第6話 ミカンの思い出

 この国に来た時には無かった建物が、胸を張って悠々と立っている。対して、私は荷物の重みに耐えられず、地面に突っ伏しかけている。山道ですら歩き慣れているのに、足が棒のようだ。

「ああ、空がこんなに遠い・・・・・・」

「よかったな、もうすぐ関所に着くぞ」

 遠いからか、それとも関所自体小さいからなのか、豆粒のような大きさだ。

「ほら、馬車がもう来てるぞ」

 話しかけてくれるのはありがたいが、掛け声かうめき声しか出せないのでほっといてほしい。

「・・・・・・あれ、もう着いた」

「すぐだって言ったろ」

 単純に、関所が小さかっただけだったらしい。

 来た時と同じ人と馬が迎えてくれる。

「久しぶりですね! 今回もタダでいいですよ!」

「いや、だから」

「さあ、荷物乗せてください!」

 馬が鳴いた。

 ペンキ缶とバカみたいな大きさの木材に囲まれて、私は荷物の気分を味わっていた。

「今回もタダです!」

「話を聞け」

「ご利用ありがとうございます!!」

「聞けって」

 所長は値段交渉中らしい。

 カバンの中身を漁ると、ロスからの手紙が真っ先に落ちてくる。それからライター。タバコの箱。これは空っぽだ。

 手紙はまだミカンの香りがした。

「・・・・・・」

 昔、ロスがミカンを城から持ってきたことがあった。あれが初めての果物だったような気がする。あの日の冬空はよく晴れていた。

 ロスが言っていた。

「柑橘類・・・・・・これみたいな果物の、汁には色がないだろ? でも、火で炙ると色が付くんだ。本で読んだだけで、やったことはないんだけどさ」

「焦げるの?」

「さぁ」

 彼も知らないことがあるんだな、と思ったことを覚えている。

 馬車の隅に縮こまって、ライターに火を灯した。
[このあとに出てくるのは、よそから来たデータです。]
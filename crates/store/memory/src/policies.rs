use async_trait::async_trait;
use dashmap::DashMap;

use chairside_core::{Page, PageQuery, RetentionPolicy};
use chairside_store::{PolicyFilter, PolicyStore, StoreError};

/// In-memory [`PolicyStore`] backed by a [`DashMap`].
#[derive(Debug, Default)]
pub struct MemoryPolicyStore {
    policies: DashMap<String, RetentionPolicy>,
}

impl MemoryPolicyStore {
    /// Create a new, empty in-memory policy store.
    #[must_use]
    pub fn new() -> Self {
        Self::default()
    }

    fn matches(filter: &PolicyFilter, policy: &RetentionPolicy) -> bool {
        if let Some(active) = filter.active
            && policy.active != active
        {
            return false;
        }
        if let Some(category) = filter.category
            && !policy.applies_to(category)
        {
            return false;
        }
        true
    }

    fn name_taken(&self, name: &str, excluding_id: &str) -> bool {
        self.policies.iter().any(|entry| {
            entry.value().id != excluding_id && entry.value().name.eq_ignore_ascii_case(name)
        })
    }
}

#[async_trait]
impl PolicyStore for MemoryPolicyStore {
    async fn insert(&self, policy: RetentionPolicy) -> Result<(), StoreError> {
        if self.name_taken(&policy.name, &policy.id) {
            return Err(StoreError::Conflict(format!(
                "a policy named {:?} already exists",
                policy.name
            )));
        }
        match self.policies.entry(policy.id.clone()) {
            dashmap::mapref::entry::Entry::Occupied(_) => Err(StoreError::Conflict(format!(
                "policy {} already exists",
                policy.id
            ))),
            dashmap::mapref::entry::Entry::Vacant(vacant) => {
                vacant.insert(policy);
                Ok(())
            }
        }
    }

    async fn get(&self, id: &str) -> Result<Option<RetentionPolicy>, StoreError> {
        Ok(self.policies.get(id).map(|p| p.value().clone()))
    }

    async fn get_by_name(&self, name: &str) -> Result<Option<RetentionPolicy>, StoreError> {
        Ok(self
            .policies
            .iter()
            .find(|entry| entry.value().name.eq_ignore_ascii_case(name))
            .map(|entry| entry.value().clone()))
    }

    async fn update(&self, policy: RetentionPolicy) -> Result<(), StoreError> {
        if self.name_taken(&policy.name, &policy.id) {
            return Err(StoreError::Conflict(format!(
                "a policy named {:?} already exists",
                policy.name
            )));
        }
        match self.policies.entry(policy.id.clone()) {
            dashmap::mapref::entry::Entry::Occupied(mut occupied) => {
                occupied.insert(policy);
                Ok(())
            }
            dashmap::mapref::entry::Entry::Vacant(_) => {
                Err(StoreError::not_found("policy", policy.id))
            }
        }
    }

    async fn delete(&self, id: &str) -> Result<bool, StoreError> {
        Ok(self.policies.remove(id).is_some())
    }

    async fn list(
        &self,
        filter: &PolicyFilter,
        page: PageQuery,
    ) -> Result<Page<RetentionPolicy>, StoreError> {
        let page = page.normalized();

        let mut matching: Vec<RetentionPolicy> = self
            .policies
            .iter()
            .filter(|entry| Self::matches(filter, entry.value()))
            .map(|entry| entry.value().clone())
            .collect();

        matching.sort_by(|a, b| a.name.cmp(&b.name));

        let total = matching.len() as u64;
        let items: Vec<RetentionPolicy> = matching
            .into_iter()
            .skip(page.offset())
            .take(page.page_size as usize)
            .collect();

        Ok(Page::new(items, total, page.page, page.page_size))
    }

    async fn get_default(&self) -> Result<Option<RetentionPolicy>, StoreError> {
        Ok(self
            .policies
            .iter()
            .find(|entry| entry.value().is_default)
            .map(|entry| entry.value().clone()))
    }
}
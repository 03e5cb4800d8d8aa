//! Read-side aggregations for the retention dashboard.
//!
//! Both reports are pure functions over a snapshot of images; they have no
//! write behavior.

use std::collections::BTreeMap;

use chrono::{DateTime, Utc};
use serde::{Deserialize, Serialize};

use crate::image::{Image, ImageCategory, StorageTier};
use crate::policy::RetentionPolicy;
use crate::retention::{RetentionState, evaluate};

/// Compliance gauge numbers for the retention dashboard.
#[derive(Debug, Clone, Serialize, Deserialize)]
#[serde(rename_all = "camelCase")]
pub struct ComplianceReport {
    pub total_images: u64,
    /// Images with an assigned policy (archived images counted separately).
    pub with_policy: u64,
    /// Hot-tier images with no assigned policy.
    pub needs_policy: u64,
    pub expiring_soon: u64,
    pub expired: u64,
    pub archived: u64,
    pub legal_holds: u64,
    /// `with_policy / total * 100`, rounded to one decimal place.
    pub compliance_rate: f64,
}

/// Byte and count usage for a single image category.
#[derive(Debug, Clone, Serialize, Deserialize)]
#[serde(rename_all = "camelCase")]
pub struct CategoryUsage {
    pub category: ImageCategory,
    pub label: String,
    pub count: u64,
    pub bytes: u64,
}

/// Storage split between hot and cold tiers, with a per-category breakdown.
#[derive(Debug, Clone, Serialize, Deserialize)]
#[serde(rename_all = "camelCase")]
pub struct StorageReport {
    pub total_bytes: u64,
    pub hot_bytes: u64,
    pub cold_bytes: u64,
    pub hot_percent: f64,
    pub cold_percent: f64,
    pub by_category: Vec<CategoryUsage>,
}

fn round1(value: f64) -> f64 {
    (value * 10.0).round() / 10.0
}

/// Build the compliance report from an image snapshot.
///
/// Archived images are excluded from the "needs policy" count: a record
/// already in cold storage is not non-compliant, it is simply archived.
pub fn compliance_report<'a>(
    images: impl IntoIterator<Item = &'a Image>,
    policy_for: impl Fn(&Image) -> Option<&'a RetentionPolicy>,
    now: DateTime<Utc>,
) -> ComplianceReport {
    let mut report = ComplianceReport {
        total_images: 0,
        with_policy: 0,
        needs_policy: 0,
        expiring_soon: 0,
        expired: 0,
        archived: 0,
        legal_holds: 0,
        compliance_rate: 0.0,
    };

    for image in images {
        report.total_images += 1;
        if image.legal_hold_active() {
            report.legal_holds += 1;
        }
        if image.policy_id.is_some() {
            report.with_policy += 1;
        }
        // Counted by assignment, not by whether the resolver found the
        // policy, so `with_policy + needs_policy + archived` always
        // covers the snapshot.
        if image.policy_id.is_none() && !image.is_archived() {
            report.needs_policy += 1;
        }

        match evaluate(image, policy_for(image), now).state {
            RetentionState::Archived => report.archived += 1,
            RetentionState::ExpiringSoon => report.expiring_soon += 1,
            RetentionState::Expired => report.expired += 1,
            RetentionState::NoPolicy | RetentionState::PolicyAssigned => {}
        }
    }

    if report.total_images > 0 {
        #[allow(clippy::cast_precision_loss)]
        {
            report.compliance_rate =
                round1(report.with_policy as f64 / report.total_images as f64 * 100.0);
        }
    }
    report
}

/// Build the storage report from an image snapshot.
pub fn storage_report<'a>(images: impl IntoIterator<Item = &'a Image>) -> StorageReport {
    let mut hot_bytes = 0u64;
    let mut cold_bytes = 0u64;
    let mut by_category: BTreeMap<&'static str, (ImageCategory, u64, u64)> = BTreeMap::new();

    for image in images {
        match image.storage_tier {
            StorageTier::Hot => hot_bytes += image.size_bytes,
            StorageTier::Cold => cold_bytes += image.size_bytes,
        }
        let entry = by_category
            .entry(image.category.as_str())
            .or_insert((image.category, 0, 0));
        entry.1 += 1;
        entry.2 += image.size_bytes;
    }

    let total_bytes = hot_bytes + cold_bytes;
    let (hot_percent, cold_percent) = if total_bytes == 0 {
        (0.0, 0.0)
    } else {
        #[allow(clippy::cast_precision_loss)]
        let hot = round1(hot_bytes as f64 / total_bytes as f64 * 100.0);
        (hot, round1(100.0 - hot))
    };

    StorageReport {
        total_bytes,
        hot_bytes,
        cold_bytes,
        hot_percent,
        cold_percent,
        by_category: by_category
            .into_values()
            .map(|(category, count, bytes)| CategoryUsage {
                category,
                label: category.label().to_owned(),
                count,
                bytes,
            })
            .collect(),
    }
}
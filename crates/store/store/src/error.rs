/// Errors that can occur during record store operations.
#[derive(Debug, thiserror::Error)]
pub enum StoreError {
    /// An error from the underlying storage backend.
    #[error("storage error: {0}")]
    Backend(String),

    /// A serialization or deserialization error.
    #[error("serialization error: {0}")]
    Serialization(String),

    /// The addressed record does not exist.
    #[error("{kind} {id} not found")]
    NotFound { kind: &'static str, id: String },

    /// A uniqueness constraint was violated.
    #[error("conflict: {0}")]
    Conflict(String),
}

impl StoreError {
    /// Convenience constructor for [`StoreError::NotFound`].
    pub fn not_found(kind: &'static str, id: impl Into<String>) -> Self {
        Self::NotFound {
            kind,
            id: id.into(),
        }
    }
}
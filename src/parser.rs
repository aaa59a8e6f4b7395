//! HTML parsing for series index and reader pages.
//!
//! Everything here is pure: pages are fetched elsewhere and handed in as
//! serialized HTML, which keeps the whole resolver testable against fixtures.
//!
//! The series listing is weakly structured. Volume headings (`h4`) and
//! chapter groups (`.collapse`) are siblings, newest first, and the newest
//! chapters at the top of the page may not have been assigned a volume yet,
//! in which case their group has no heading at all. The resolver detects
//! that case by document order: when the first listing element is a group
//! rather than a heading, the leading group becomes an unknown volume and
//! every later group aligns with the heading one slot back.

use scraper::{Html, Selector};

use crate::error::{Error, Result};
use crate::helpers::{format_number, parse_leading_number, resolve_href};
use crate::models::{Chapter, MangaContent, Volume, VolumeNumber};
use crate::website;

/// Parse a volume heading into its number.
///
/// Headings read `Volume 5`, `Volume 12.5 : Extras` or `Webtoon`. Numbers
/// are normalized through a float round trip so `Volume 5.0` and `Volume 5`
/// collapse to the same value.
pub fn parse_volume_number(text: &str) -> VolumeNumber {
    if text.contains("Webtoon") {
        return VolumeNumber::Webtoon;
    }
    match text.split_once("Volume ") {
        Some((_, rest)) => match parse_leading_number(rest) {
            Some(n) => VolumeNumber::Number(format_number(n)),
            None => VolumeNumber::NotFound,
        },
        None => VolumeNumber::NotFound,
    }
}

/// Parse a series index page into its volume/chapter tree.
///
/// Returns [`Error::StructureNotFound`] when the chapter listing container
/// is absent, which is how a missing or renamed series shows up. Volumes and
/// the chapters inside each volume come back in reading order, oldest first.
pub fn parse_manga_content(html: &str, manga: &str, website: &str) -> Result<MangaContent> {
    let document = Html::parse_document(html);

    let list_selector = Selector::parse(website::CHAPTERS_LIST_SELECTOR).unwrap();
    let list = document
        .select(&list_selector)
        .next()
        .ok_or_else(|| Error::StructureNotFound(manga.to_string()))?;

    let heading_selector = Selector::parse("h4").unwrap();
    let group_selector = Selector::parse(".collapse").unwrap();
    let anchor_selector = Selector::parse("div > a").unwrap();
    let listing_selector = Selector::parse("h4, .collapse").unwrap();

    let headings: Vec<String> = list
        .select(&heading_selector)
        .map(|h| h.text().collect::<String>().trim().to_string())
        .collect();

    // Unassigned newest chapters have a group but no heading above it.
    let volume_missing = list
        .select(&listing_selector)
        .next()
        .map(|first| first.value().name() != "h4")
        .unwrap_or(false);

    let mut volumes = Vec::new();
    for (i, group) in list.select(&group_selector).enumerate() {
        let mut chapters: Vec<Chapter> = group
            .select(&anchor_selector)
            .filter_map(|a| {
                let href = a.value().attr("href")?;
                Some(Chapter {
                    name: a.text().collect::<String>().trim().to_string(),
                    link: resolve_href(website, href),
                })
            })
            .collect();
        // newest first on the page, oldest first in the tree
        chapters.reverse();

        if volume_missing && i == 0 {
            volumes.push(Volume {
                name: "Unknown volume".to_string(),
                number: VolumeNumber::Unknown,
                chapters,
            });
            continue;
        }

        let index = if volume_missing { i - 1 } else { i };
        let Some(heading) = headings.get(index) else {
            continue;
        };
        volumes.push(Volume {
            name: heading.clone(),
            number: parse_volume_number(heading),
            chapters,
        });
    }
    volumes.reverse();

    Ok(MangaContent {
        manga: manga.to_string(),
        display: parse_display_name(&document).unwrap_or_else(|| manga.to_string()),
        synopsis: parse_synopsis(&document).unwrap_or_default(),
        volumes,
    })
}

/// Display title of the series. The heading reads `Manga {title}`; the
/// leading word is the media kind, not part of the title.
fn parse_display_name(document: &Html) -> Option<String> {
    let selector = Selector::parse("div.card-body:nth-child(1) > h1:nth-child(1)").unwrap();
    let text = document
        .select(&selector)
        .next()?
        .text()
        .collect::<String>();
    let mut words = text.split_whitespace();
    words.next()?;
    let rest = words.collect::<Vec<_>>().join(" ");
    if rest.is_empty() {
        None
    } else {
        Some(rest)
    }
}

fn parse_synopsis(document: &Html) -> Option<String> {
    let selector = Selector::parse("p.list-group-item").unwrap();
    document
        .select(&selector)
        .next()
        .map(|p| p.text().collect::<String>().trim().to_string())
}

/// Number of pages in a chapter, read off the reader's pagination control.
/// `None` when the control is absent.
pub fn count_pages(html: &str) -> Option<usize> {
    let document = Html::parse_document(html);
    let selector = Selector::parse(website::PAGES_SELECTOR).unwrap();
    document
        .select(&selector)
        .next()
        .map(|pages| pages.child_elements().count())
}

/// Content-CDN image URLs present on a reader page. More than one means the
/// chapter renders as a single long strip instead of paginated images.
pub fn images_on_page(html: &str) -> Vec<String> {
    let document = Html::parse_document(html);
    let selector = Selector::parse("img").unwrap();
    document
        .select(&selector)
        .filter_map(|img| img.value().attr("src"))
        .filter(|src| src.contains(website::IMAGE_CDN_MARKER))
        .map(|src| src.to_string())
        .collect()
}

/// Whether the series index page carries the webtoon marker.
pub fn is_webtoon_marker(html: &str) -> bool {
    let document = Html::parse_document(html);
    let selector = Selector::parse(".text-danger").unwrap();
    document
        .select(&selector)
        .any(|el| el.text().collect::<String>().trim() == "Webtoon")
}

#[cfg(test)]
mod tests {
    use super::*;

    const WEBSITE: &str = "https://www.example.ws";

    fn index_page(listing: &str) -> String {
        format!(
            r#"<html><body>
            <div class="card"><div class="card-body">
                <h1>Manga Naruto</h1>
                <p class="list-group-item"> A ninja story. </p>
            </div></div>
            <div id="chapters_list">{}</div>
            </body></html>"#,
            listing
        )
    }

    #[test]
    fn test_parse_volume_number() {
        assert_eq!(
            parse_volume_number("Volume 5"),
            VolumeNumber::Number("5".into())
        );
        assert_eq!(
            parse_volume_number("Volume 12.5 : Extras"),
            VolumeNumber::Number("12.5".into())
        );
        assert_eq!(parse_volume_number("Webtoon"), VolumeNumber::Webtoon);
        assert_eq!(parse_volume_number("Specials"), VolumeNumber::NotFound);
    }

    #[test]
    fn test_parse_volume_number_normalizes_trailing_zero() {
        assert_eq!(
            parse_volume_number("Volume 5.0"),
            VolumeNumber::Number("5".into())
        );
    }

    #[test]
    fn test_missing_listing_is_structure_not_found() {
        let html = "<html><body><div class='other'></div></body></html>";
        let err = parse_manga_content(html, "naruto", WEBSITE).unwrap_err();
        assert!(matches!(err, Error::StructureNotFound(ref m) if m == "naruto"));
    }

    #[test]
    fn test_parse_aligned_listing() {
        let html = index_page(
            r#"
            <h4>Volume 2</h4>
            <div class="collapse">
                <div><a href="/lecture-en-ligne/naruto/4/">Chapter 4</a></div>
                <div><a href="/lecture-en-ligne/naruto/3/">Chapter 3</a></div>
            </div>
            <h4>Volume 1</h4>
            <div class="collapse">
                <div><a href="/lecture-en-ligne/naruto/2/">Chapter 2</a></div>
                <div><a href="/lecture-en-ligne/naruto/1/">Chapter 1</a></div>
            </div>
            "#,
        );
        let content = parse_manga_content(&html, "naruto", WEBSITE).unwrap();
        assert_eq!(content.display, "Naruto");
        assert_eq!(content.synopsis, "A ninja story.");
        assert_eq!(content.volumes.len(), 2);
        assert_eq!(content.volumes[0].number, VolumeNumber::Number("1".into()));
        assert_eq!(content.volumes[0].chapters[0].name, "Chapter 1");
        assert_eq!(
            content.volumes[0].chapters[0].link,
            "https://www.example.ws/lecture-en-ligne/naruto/1/"
        );
        assert_eq!(content.volumes[1].number, VolumeNumber::Number("2".into()));
        // oldest first within a volume
        assert_eq!(content.volumes[1].chapters[0].name, "Chapter 3");
        assert_eq!(content.volumes[1].chapters[1].name, "Chapter 4");
    }

    #[test]
    fn test_leading_group_without_heading_becomes_unknown_volume() {
        let html = index_page(
            r#"
            <div class="collapse">
                <div><a href="/lecture-en-ligne/naruto/5/">Chapter 5</a></div>
            </div>
            <h4>Volume 1</h4>
            <div class="collapse">
                <div><a href="/lecture-en-ligne/naruto/1/">Chapter 1</a></div>
            </div>
            "#,
        );
        let content = parse_manga_content(&html, "naruto", WEBSITE).unwrap();
        assert_eq!(content.volumes.len(), 2);
        // reversed: assigned volume first, unknown trailing
        assert_eq!(content.volumes[0].number, VolumeNumber::Number("1".into()));
        assert_eq!(content.volumes[1].number, VolumeNumber::Unknown);
        assert_eq!(content.volumes[1].name, "Unknown volume");
        assert_eq!(content.volumes[1].chapters[0].name, "Chapter 5");
    }

    #[test]
    fn test_webtoon_heading() {
        let html = index_page(
            r#"
            <h4>Webtoon</h4>
            <div class="collapse">
                <div><a href="/lecture-en-ligne/tower/1/">Episode 1</a></div>
            </div>
            "#,
        );
        let content = parse_manga_content(&html, "tower", WEBSITE).unwrap();
        assert_eq!(content.volumes[0].number, VolumeNumber::Webtoon);
    }

    #[test]
    fn test_count_pages() {
        let html = r#"<html><body><select id="pages">
            <option>1</option><option>2</option><option>3</option>
        </select></body></html>"#;
        assert_eq!(count_pages(html), Some(3));
        assert_eq!(count_pages("<html><body></body></html>"), None);
    }

    #[test]
    fn test_images_on_page_filters_cdn() {
        let html = r#"<html><body>
            <img src="https://cdn.statically.io/img/c.japscan.ws/naruto/12/1.jpg">
            <img src="https://cdn.statically.io/img/c.japscan.ws/naruto/12/2.jpg">
            <img src="https://www.example.ws/assets/logo.png">
        </body></html>"#;
        let images = images_on_page(html);
        assert_eq!(images.len(), 2);
        assert!(images[0].ends_with("1.jpg"));
    }

    #[test]
    fn test_is_webtoon_marker() {
        let html = r#"<html><body><span class="text-danger"> Webtoon </span></body></html>"#;
        assert!(is_webtoon_marker(html));
        let other = r#"<html><body><span class="text-danger">Coming soon</span></body></html>"#;
        assert!(!is_webtoon_marker(other));
    }
}
//! Hierarchical download pipelines.
//!
//! Each level delegates downward: a volume range downloads volumes, a volume
//! downloads its chapter list, a chapter downloads pages. Progress events
//! from the inner level are relayed outward through per-call sinks, and
//! compression is decided at the outermost level that asked for it, so a
//! volume archive never also produces per-chapter archives.
//!
//! Per-page failures never abort a chapter: a page whose image never renders
//! is reported as `noimage` and the chapter moves on. Archive failures
//! degrade to zero-valued stats. Structural errors abort the pipeline.
//!
//! Fast mode fans chapters out to a bounded worker pool. Workers buffer
//! their chapter's events and the join step replays them in input order, so
//! observers and archive naming see the same ordering as a sequential run.

use std::path::PathBuf;
use std::sync::Arc;

use tokio::sync::Semaphore;

use crate::archive::{safe_compress, ArchiveKind};
use crate::attributes::MangaAttributes;
use crate::browser::ReaderMode;
use crate::config::Config;
use crate::error::{Error, Result};
use crate::events::{ChapterEvent, ChaptersEvent, ImageEvent, VolumeEvent, VolumesEvent};
use crate::fetcher::Fetcher;
use crate::fsutil;
use crate::helpers::{format_number, to_n_digits};
use crate::models::ImageFormat;
use crate::website;

#[derive(Debug, Clone, Copy, Default)]
pub struct ImageOptions {
    /// Re-download the page even when its image already exists on disk.
    pub force_download: bool,
}

#[derive(Debug, Clone, Copy, Default)]
pub struct ChapterOptions {
    pub force_download: bool,
    pub compression: bool,
    pub delete_after_compression: bool,
}

#[derive(Debug, Clone, Copy, Default)]
pub struct ChaptersOptions {
    pub force_download: bool,
    pub compression: bool,
    pub delete_after_compression: bool,
    /// Pack the whole range into one archive instead of one per chapter.
    pub compress_as_one: bool,
}

#[derive(Debug, Clone, Copy, Default)]
pub struct VolumeOptions {
    pub force_download: bool,
    pub compression: bool,
    pub delete_after_compression: bool,
}

#[derive(Clone)]
pub struct Downloader {
    pub fetcher: Fetcher,
    image_format: ImageFormat,
    fast_workers: usize,
    mock: bool,
}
手紙の、何も書いていないところを炙ってみる。

 確かに、焦茶色の文字が浮かび上がる。ロスの筆跡だった。

『七月二十三日に城に来い』

 長ったらしい許可証とは逆で、一行のみ。わかりやすいんだかわかりにくいんだか。

 一体全体、ロスは何がしたいんだろうか。彼も、罪悪感とか倫理観とかはあるはずだが、太陽に誓ってまともじゃない。何かしら、やろうとしているのだろう。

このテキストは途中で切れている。